Cape Dory 22

Development
- Designer: Carl Alberg
- Location: United States
- Year: 1981
- No. built: 176
- Builder: Cape Dory Yachts
- Name: Cape Dory 22

Boat
- Displacement: 3,200 lb (1,451 kg)
- Draft: 3.00 ft (0.91 m)

Hull
- Type: Monohull
- Construction: Fiberglass
- LOA: 22.33 ft (6.81 m)
- LWL: 16.25 ft (4.95 m)
- Beam: 7.33 ft (2.23 m)
- Engine: Yanmar 7.5 hp (6 kW) diesel engine or Outboard motor

Hull appendages
- Keel: long keel
- Ballast: 1,400 lb (635 kg)
- Rudder: keel-mounted rudder

Rig
- Rig type: Bermuda rig
- I foretriangle height: 28.00 ft (8.53 m)
- J foretriangle base: 9.00 ft (2.74 m)
- P mainsail luff: 24.00 ft (7.32 m)
- E mainsail foot: 9.50 ft (2.90 m)

Sails
- Sailplan: Masthead sloop
- Mainsail area: 114.00 sq ft (10.591 m^{2})
- Jib/genoa area: 126.00 sq ft (11.706 m^{2})
- Total sail area: 240.00 sq ft (22.297 m^{2})

Racing
- PHRF: 273 (average)

= Cape Dory 22 =

Sailboat class

The Cape Dory 22 is an American sailboat that was designed by Carl Alberg as a cruiser and first built in 1981.
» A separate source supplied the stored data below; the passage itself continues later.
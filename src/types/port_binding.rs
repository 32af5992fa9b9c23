// ABOUTME: Host-side binding for an exposed container port.
// ABOUTME: Serialized as {"HostIp": ..., "HostPort": ...} in the PortBindings map.

use serde::{Deserialize, Serialize};
use std::fmt;

#[derive(Debug, Clone, PartialEq, Eq, Hash, Default, Serialize, Deserialize)]
pub struct PortBinding {
    #[serde(rename = "HostIp", default, skip_serializing_if = "Option::is_none")]
    host_ip: Option<String>,

    #[serde(rename = "HostPort", default, skip_serializing_if = "Option::is_none")]
    host_port: Option<String>,
}

impl PortBinding {
    /// Bind to a specific host address and port.
    pub fn of(host_ip: impl Into<String>, host_port: impl Into<String>) -> Self {
        Self {
            host_ip: Some(host_ip.into()),
            host_port: Some(host_port.into()),
        }
    }

    /// Bind to a host address and let the engine pick the port.
    pub fn random_port(host_ip: impl Into<String>) -> Self {
        Self {
            host_ip: Some(host_ip.into()),
            host_port: None,
        }
    }

    pub fn host_ip(&self) -> Option<&str> {
        self.host_ip.as_deref()
    }

    pub fn host_port(&self) -> Option<&str> {
        self.host_port.as_deref()
    }
}

impl fmt::Display for PortBinding {
    fn fmt(&self, f: &mut fmt::Formatter<'_>) -> fmt::Result {
        write!(
            f,
            "{}:{}",
            self.host_ip.as_deref().unwrap_or(""),
            self.host_port.as_deref().unwrap_or("")
        )
    }
}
The design was developed into the Typhoon Senior in 1984, using the same hull molds.

==Production==
The design was built by Cape Dory Yachts in the United States. A total of 176 examples were completed during its production from 1981 to 1985.

==Design==
The Cape Dory 22 is a recreational keelboat, built predominantly of fiberglass, with wood trim. The deck is balsa-cored. It has a masthead sloop rig, a raked stem, a raised transom, a keel-mounted rudder controlled by a tiller and a fixed long keel. It displaces 3200 lb and carries 1400 lb of ballast.

The boat has a draft of 3.00 ft with the standard keel fitted.

The boat is normally fitted with a small outboard motor for docking and maneuvering, but a special "D" model was produced with an inboard Japanese Yanmar diesel engine of 7.5 hp, located under the companionway ladder. The fuel tank holds 13 u.s.gal.

The design has accommodation for four people, with a forward "V"-berth in the bow, with a privacy curtain. The galley consists of a sink and ice chest on the port side of the cabin and a two-burner alcohol-fired stove on the starboard side. The head is a portable marine toilet that can be located under the forward berth. Ventilation is provided by an opening hatch forward and four bronze portlights.

The boat's cabin sole is teak and holly, while the remaining wood is teak.

The design has a PHRF racing average handicap of 273 with a high of 252 and low of 282. It has a hull speed of 5.4 kn.

==Operational history==
The boat is supported by an active class club that organizes racing events, the Cape Dory Sailboat Owners Association.